___ DATA RECORDS ___

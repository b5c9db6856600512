// Schedule - Ordered, restartable sequence of note tokens
// Produced wholesale by one parse, never edited in place

use crate::sequencer::note::NoteToken;
use crate::sequencer::timeline::Timing;

/// An ordered sequence of tokens produced by the notation parser
///
/// A schedule is immutable once built. Replacing the notes of a device
/// replaces the whole schedule.
#[derive(Debug, Clone, Default, PartialEq, Eq)]
pub struct Schedule {
    tokens: Vec<NoteToken>,
    total_ticks: u64,
}

impl Schedule {
    /// Create an empty schedule
    pub fn new() -> Self {
        Self::default()
    }

    pub(crate) fn from_tokens(tokens: Vec<NoteToken>) -> Self {
        let total_ticks = tokens.iter().map(|t| t.duration_ticks() as u64).sum();
        Self {
            tokens,
            total_ticks,
        }
    }

    /// Get all tokens in playback order
    pub fn tokens(&self) -> &[NoteToken] {
        &self.tokens
    }

    pub fn get(&self, index: usize) -> Option<&NoteToken> {
        self.tokens.get(index)
    }

    /// Get the number of tokens
    pub fn len(&self) -> usize {
        self.tokens.len()
    }

    /// Check if schedule is empty
    pub fn is_empty(&self) -> bool {
        self.tokens.is_empty()
    }

    /// Length of one pass in ticks
    pub fn total_ticks(&self) -> u64 {
        self.total_ticks
    }

    /// Length of one pass in seconds at the given tick period
    pub fn duration(&self, timing: Timing) -> f64 {
        timing.tick_offset(self.total_ticks)
    }

    /// Number of tokens that actually sound (rests excluded)
    pub fn sounding_count(&self) -> usize {
        self.tokens.iter().filter(|t| !t.is_rest()).count()
    }
}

___

■ TASK TO COMPLETE ■
Copying begins at the line that holds "sound (rests excluded)" and ends at the last line of the data above, with both included and each line kept exactly.

■ WRITTEN ANSWER ■
    /// Number of tokens that actually sound (rests excluded)
    pub fn sounding_count(&self) -> usize {
        self.tokens.iter().filter(|t| !t.is_rest()).count()
    }
}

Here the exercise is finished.